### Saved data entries
* * * * *
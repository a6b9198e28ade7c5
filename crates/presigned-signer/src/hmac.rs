//! HMAC signature computation.

use hmac::{Hmac, KeyInit, Mac};
use sha2::{Sha256, Sha384, Sha512};
use subtle::ConstantTimeEq;
use tracing::trace;

use presigned_core::config::{SignatureAlgorithm, SignatureConfig};

type HmacSha256 = Hmac<Sha256>;
type HmacSha384 = Hmac<Sha384>;
type HmacSha512 = Hmac<Sha512>;

/// Signing scheme for presigned URLs.
///
/// The seam that lets a deployment swap in an alternative scheme (e.g. a
/// KMS-backed signer) without touching the registry or the serving
/// pipeline. Implementations must be pure and side-effect-free: the same
/// inputs always produce the same signature.
pub trait UrlSigner: Send + Sync {
    /// Compute the signature for `(bucket, path, expires)`.
    fn sign(&self, bucket: &str, path: &str, expires: i64) -> String;

    /// Check a supplied signature against the expected one.
    ///
    /// Implementations must compare in constant time.
    fn verify(&self, bucket: &str, path: &str, expires: i64, signature: &str) -> bool;
}

/// HMAC-based [`UrlSigner`].
///
/// Deterministic and infallible: signing never performs I/O and never
/// errors. Safe to share across any number of concurrent callers.
pub struct HmacSigner {
    secret: String,
    config: SignatureConfig,
}

impl std::fmt::Debug for HmacSigner {
    fn fmt(&self, f: &mut std::fmt::Formatter<'_>) -> std::fmt::Result {
        // The secret must never leak through Debug formatting.
        f.debug_struct("HmacSigner")
            .field("secret", &"<redacted>")
            .field("config", &self.config)
            .finish()
    }
}

impl HmacSigner {
    /// Create a signer from a secret key and signature configuration.
    #[must_use]
    pub fn new(secret: String, config: SignatureConfig) -> Self {
        Self { secret, config }
    }

    /// Build the canonical string covered by the signature.
    fn canonical_string(bucket: &str, path: &str, expires: i64) -> String {
        format!("{bucket}:{path}:{expires}")
    }

    /// Truncate a raw digest to the configured length and hex-encode it.
    ///
    /// A configured length longer than the digest yields the full digest.
    fn format_signature(&self, digest: &[u8]) -> String {
        let keep = self.config.length.min(digest.len());
        hex::encode(&digest[..keep])
    }
}

impl UrlSigner for HmacSigner {
    fn sign(&self, bucket: &str, path: &str, expires: i64) -> String {
        let data = Self::canonical_string(bucket, path, expires);
        let digest = hmac_digest(self.config.algorithm, self.secret.as_bytes(), data.as_bytes());

        trace!(bucket, path, expires, "computed URL signature");

        self.format_signature(&digest)
    }

    fn verify(&self, bucket: &str, path: &str, expires: i64, signature: &str) -> bool {
        let expected = self.sign(bucket, path, expires);

        expected.as_bytes().ct_eq(signature.as_bytes()).into()
    }
}

/// Compute an HMAC digest with the selected hash algorithm.
fn hmac_digest(algorithm: SignatureAlgorithm, key: &[u8], data: &[u8]) -> Vec<u8> {
    match algorithm {
        SignatureAlgorithm::Sha256 => {
            let mut mac =
                HmacSha256::new_from_slice(key).expect("HMAC can accept keys of any length");
            mac.update(data);
            mac.finalize().into_bytes().to_vec()
        }
        SignatureAlgorithm::Sha384 => {
            let mut mac =
                HmacSha384::new_from_slice(key).expect("HMAC can accept keys of any length");
            mac.update(data);
            mac.finalize().into_bytes().to_vec()
        }
        SignatureAlgorithm::Sha512 => {
            let mut mac =
                HmacSha512::new_from_slice(key).expect("HMAC can accept keys of any length");
            mac.update(data);
            mac.finalize().into_bytes().to_vec()
        }
    }
}

#[cfg(test)]
mod tests {
    use super::*;

    const TEST_SECRET: &str = "wJalrXUtnFEMI/K7MDENG/bPxRfiCYEXAMPLEKEY";
    const TEST_EXPIRES: i64 = 1_700_000_000;

    fn test_signer() -> HmacSigner {
        HmacSigner::new(TEST_SECRET.to_owned(), SignatureConfig::default())
    }

    #[test]
    fn test_should_verify_own_signature() {
        let signer = test_signer();
        let sig = signer.sign("photos", "vacation/img.jpg", TEST_EXPIRES);
        assert!(signer.verify("photos", "vacation/img.jpg", TEST_EXPIRES, &sig));
    }

    #[test]
    fn test_should_reject_wrong_signature() {
        let signer = test_signer();
        assert!(!signer.verify("photos", "vacation/img.jpg", TEST_EXPIRES, "deadbeef"));
    }

    #[test]
    fn test_should_reject_empty_signature() {
        let signer = test_signer();
        assert!(!signer.verify("photos", "vacation/img.jpg", TEST_EXPIRES, ""));
    }

    #[test]
    fn test_should_produce_hex_of_twice_configured_length() {
        let signer = test_signer();
        let sig = signer.sign("photos", "img.jpg", TEST_EXPIRES);
        assert_eq!(sig.len(), 32); // 16 bytes hex-encoded
        assert!(sig.chars().all(|c| c.is_ascii_hexdigit()));
    }

    #[test]
    fn test_should_be_deterministic() {
        let signer = test_signer();
        let a = signer.sign("photos", "img.jpg", TEST_EXPIRES);
        let b = signer.sign("photos", "img.jpg", TEST_EXPIRES);
        assert_eq!(a, b);
    }

    #[test]
    fn test_should_change_signature_when_bucket_changes() {
        let signer = test_signer();
        let a = signer.sign("photos", "img.jpg", TEST_EXPIRES);
        let b = signer.sign("photoz", "img.jpg", TEST_EXPIRES);
        assert_ne!(a, b);
    }

    #[test]
    fn test_should_change_signature_when_path_changes() {
        let signer = test_signer();
        let a = signer.sign("photos", "img.jpg", TEST_EXPIRES);
        let b = signer.sign("photos", "img.jpeg", TEST_EXPIRES);
        assert_ne!(a, b);
    }

    #[test]
    fn test_should_change_signature_when_expiry_changes() {
        let signer = test_signer();
        let a = signer.sign("photos", "img.jpg", TEST_EXPIRES);
        let b = signer.sign("photos", "img.jpg", TEST_EXPIRES + 1);
        assert_ne!(a, b);
    }

    #[test]
    fn test_should_change_signature_with_different_secret() {
        let a = test_signer().sign("photos", "img.jpg", TEST_EXPIRES);
        let b = HmacSigner::new("other-secret".to_owned(), SignatureConfig::default())
            .sign("photos", "img.jpg", TEST_EXPIRES);
        assert_ne!(a, b);
    }

    #[test]
    fn test_should_honor_configured_length() {
        let config = SignatureConfig::builder().length(8).build();
        let signer = HmacSigner::new(TEST_SECRET.to_owned(), config);
        let sig = signer.sign("photos", "img.jpg", TEST_EXPIRES);
        assert_eq!(sig.len(), 16);
    }

    #[test]
    fn test_should_cap_length_at_digest_size() {
        // SHA-256 digests are 32 bytes; a larger configured length must not panic.
        let config = SignatureConfig::builder().length(64).build();
        let signer = HmacSigner::new(TEST_SECRET.to_owned(), config);
        let sig = signer.sign("photos", "img.jpg", TEST_EXPIRES);
        assert_eq!(sig.len(), 64); // full 32-byte digest, hex-encoded
    }

    #[test]
    fn test_should_sign_with_sha512() {
        use presigned_core::config::SignatureAlgorithm;

        let config = SignatureConfig::builder()
            .algorithm(SignatureAlgorithm::Sha512)
            .build();
        let signer = HmacSigner::new(TEST_SECRET.to_owned(), config);
        let sig = signer.sign("photos", "img.jpg", TEST_EXPIRES);
        assert_eq!(sig.len(), 32);
        assert_ne!(sig, test_signer().sign("photos", "img.jpg", TEST_EXPIRES));
        assert!(signer.verify("photos", "img.jpg", TEST_EXPIRES, &sig));
    }

    #[test]
    fn test_should_redact_secret_in_debug_output() {
        let signer = test_signer();
        let debug = format!("{signer:?}");
        assert!(debug.contains("<redacted>"));
        assert!(!debug.contains(TEST_SECRET));
    }

    #[test]
    fn test_should_separate_fields_in_canonical_string() {
        // "ab" + "c" must not collide with "a" + "bc".
        let signer = test_signer();
        let a = signer.sign("ab", "c", TEST_EXPIRES);
        let b = signer.sign("a", "bc", TEST_EXPIRES);
        assert_ne!(a, b);
    }
}
//! Immutable configuration value records.
//!
//! Configuration is constructed once at startup and never mutated; every
//! record derives [`Clone`] so "modification" means building a new value.
//! All fields have defaults matching the reference deployment, reachable
//! through [`Default`] or the generated builders.

use serde::{Deserialize, Serialize};
use typed_builder::TypedBuilder;

/// HMAC hash algorithm used for URL signatures.
#[derive(Debug, Clone, Copy, PartialEq, Eq, Serialize, Deserialize, Default)]
#[serde(rename_all = "lowercase")]
pub enum SignatureAlgorithm {
    /// HMAC-SHA256 (default).
    #[default]
    Sha256,
    /// HMAC-SHA384.
    Sha384,
    /// HMAC-SHA512.
    Sha512,
}

/// Signature scheme configuration.
///
/// Invariant: a produced signature string is `2 * length` hex characters
/// (the raw HMAC digest is truncated to `length` bytes before hex
/// encoding).
#[derive(Debug, Clone, Serialize, Deserialize, TypedBuilder)]
#[serde(rename_all = "camelCase")]
pub struct SignatureConfig {
    /// The HMAC hash algorithm.
    #[builder(default)]
    pub algorithm: SignatureAlgorithm,

    /// Number of raw digest bytes kept in the signature.
    #[builder(default = 16)]
    pub length: usize,

    /// Query parameter name carrying the expiry timestamp.
    #[builder(default = String::from("X-Expires"))]
    pub expires_param: String,

    /// Query parameter name carrying the signature.
    #[builder(default = String::from("X-Signature"))]
    pub signature_param: String,
}

impl Default for SignatureConfig {
    fn default() -> Self {
        Self {
            algorithm: SignatureAlgorithm::Sha256,
            length: 16,
            expires_param: String::from("X-Expires"),
            signature_param: String::from("X-Signature"),
        }
    }
}

/// Response compression policy.
#[derive(Debug, Clone, Serialize, Deserialize, TypedBuilder)]
#[serde(rename_all = "camelCase")]
pub struct CompressionConfig {
    /// Whether compression is enabled at all.
    #[builder(default = true)]
    pub enabled: bool,

    /// Minimum object size (bytes) worth compressing.
    #[builder(default = 1024)]
    pub min_size: u64,

    /// Gzip compression level (0-9).
    #[builder(default = 6)]
    pub level: u32,

    /// Mime types eligible for compression.
    #[builder(default = CompressionConfig::default_types())]
    pub types: Vec<String>,
}

impl CompressionConfig {
    /// The default set of compressible mime types.
    #[must_use]
    pub fn default_types() -> Vec<String> {
        [
            "text/plain",
            "text/html",
            "text/css",
            "text/xml",
            "text/javascript",
            "application/javascript",
            "application/json",
            "application/xml",
            "image/svg+xml",
        ]
        .into_iter()
        .map(String::from)
        .collect()
    }

    /// Decide whether a response body should be compressed.
    ///
    /// Requires compression to be enabled, the object to be at least
    /// `min_size` bytes, and the mime type to be in the compressible set.
    ///
    /// # Examples
    ///
    /// ```
    /// use presigned_core::config::CompressionConfig;
    ///
    /// let config = CompressionConfig::default();
    /// assert!(config.should_compress("text/html", 4096));
    /// assert!(!config.should_compress("image/png", 4096));
    /// assert!(!config.should_compress("text/html", 10));
    /// ```
    #[must_use]
    pub fn should_compress(&self, mime_type: &str, size: u64) -> bool {
        if !self.enabled {
            return false;
        }

        if size < self.min_size {
            return false;
        }

        self.types.iter().any(|t| t == mime_type)
    }
}

impl Default for CompressionConfig {
    fn default() -> Self {
        Self {
            enabled: true,
            min_size: 1024,
            level: 6,
            types: Self::default_types(),
        }
    }
}

/// File-serving behavior configuration.
#[derive(Debug, Clone, Serialize, Deserialize, TypedBuilder)]
#[serde(rename_all = "camelCase")]
pub struct ServingConfig {
    /// Default URL lifetime in seconds when the caller does not specify one.
    #[builder(default = 3600)]
    pub default_ttl: u64,

    /// Upper bound (seconds) applied to relative URL lifetimes.
    #[builder(default = 86_400)]
    pub max_ttl: u64,

    /// Value of the `Cache-Control` response header.
    #[builder(default = String::from("private, max-age=3600, must-revalidate"))]
    pub cache_control: String,

    /// Disposition type for the `Content-Disposition` header
    /// (`inline` or `attachment`).
    #[builder(default = String::from("inline"))]
    pub content_disposition: String,

    /// Response compression policy.
    #[builder(default)]
    pub compression: CompressionConfig,
}

impl Default for ServingConfig {
    fn default() -> Self {
        Self {
            default_ttl: 3600,
            max_ttl: 86_400,
            cache_control: String::from("private, max-age=3600, must-revalidate"),
            content_disposition: String::from("inline"),
            compression: CompressionConfig::default(),
        }
    }
}

/// Access policy configuration.
#[derive(Debug, Clone, Serialize, Deserialize, TypedBuilder)]
#[serde(rename_all = "camelCase")]
pub struct SecurityConfig {
    /// Extensions that may be served. Empty means "any extension not
    /// otherwise blocked".
    #[builder(default)]
    pub allowed_extensions: Vec<String>,

    /// Extensions that are never served, regardless of the allow-list.
    #[builder(default = SecurityConfig::default_blocked_extensions())]
    pub blocked_extensions: Vec<String>,

    /// Maximum servable file size in bytes. Zero means unlimited.
    #[builder(default = 0)]
    pub max_file_size: u64,

    /// Origins permitted for cross-origin reads. Empty means any origin.
    #[builder(default)]
    pub allowed_origins: Vec<String>,
}

impl SecurityConfig {
    /// The default set of blocked (dangerous) extensions.
    #[must_use]
    pub fn default_blocked_extensions() -> Vec<String> {
        [
            "php", "phtml", "php3", "php4", "php5", "php7", "phps", "phar", "exe", "sh", "bat",
            "cmd",
        ]
        .into_iter()
        .map(String::from)
        .collect()
    }

    /// Check whether a file extension may be served.
    ///
    /// The block-list is consulted first and always wins. If the allow-list
    /// is non-empty, the extension must additionally be a member of it.
    /// Comparison is case-insensitive.
    ///
    /// # Examples
    ///
    /// ```
    /// use presigned_core::config::SecurityConfig;
    ///
    /// let config = SecurityConfig::default();
    /// assert!(config.is_extension_allowed("jpg"));
    /// assert!(!config.is_extension_allowed("php"));
    /// assert!(!config.is_extension_allowed("PHP"));
    /// ```
    #[must_use]
    pub fn is_extension_allowed(&self, extension: &str) -> bool {
        let extension = extension.to_ascii_lowercase();

        if self.blocked_extensions.iter().any(|e| *e == extension) {
            return false;
        }

        if self.allowed_extensions.is_empty() {
            return true;
        }

        self.allowed_extensions.iter().any(|e| *e == extension)
    }

    /// Check whether a file of `size` bytes may be served.
    ///
    /// A `max_file_size` of zero disables the limit.
    #[must_use]
    pub fn is_file_size_allowed(&self, size: u64) -> bool {
        if self.max_file_size == 0 {
            return true;
        }

        size <= self.max_file_size
    }

    /// Check whether a request origin may read responses cross-origin.
    ///
    /// An empty allow-list permits any origin.
    #[must_use]
    pub fn is_origin_allowed(&self, origin: &str) -> bool {
        if self.allowed_origins.is_empty() {
            return true;
        }

        self.allowed_origins.iter().any(|o| o == origin)
    }
}

impl Default for SecurityConfig {
    fn default() -> Self {
        Self {
            allowed_extensions: Vec::new(),
            blocked_extensions: Self::default_blocked_extensions(),
            max_file_size: 0,
            allowed_origins: Vec::new(),
        }
    }
}

/// Top-level configuration for URL signing and file serving.
///
/// Constructed once at startup; treat as immutable thereafter.
///
/// # Examples
///
/// ```
/// use presigned_core::config::Config;
///
/// let config = Config::builder()
///     .secret("0123456789abcdef".into())
///     .base_url("https://cdn.example.com".into())
///     .build();
/// assert_eq!(config.signature.length, 16);
/// ```
#[derive(Clone, Serialize, Deserialize, TypedBuilder)]
#[serde(rename_all = "camelCase")]
pub struct Config {
    /// The HMAC signing key. Never logged.
    pub secret: String,

    /// Base URL that issued URLs are rooted at (scheme + authority,
    /// optionally a path prefix).
    pub base_url: String,

    /// Signature scheme configuration.
    #[builder(default)]
    pub signature: SignatureConfig,

    /// File-serving behavior configuration.
    #[builder(default)]
    pub serving: ServingConfig,

    /// Access policy configuration.
    #[builder(default)]
    pub security: SecurityConfig,
}

// The signing key must never appear in logs, so Debug is written by hand.
impl std::fmt::Debug for Config {
    fn fmt(&self, f: &mut std::fmt::Formatter<'_>) -> std::fmt::Result {
        f.debug_struct("Config")
            .field("secret", &"<redacted>")
            .field("base_url", &self.base_url)
            .field("signature", &self.signature)
            .field("serving", &self.serving)
            .field("security", &self.security)
            .finish()
    }
}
* * * * *
### Exercise directions
Say, as a single number, how many lines of the records hold the word "hash".

### Result
3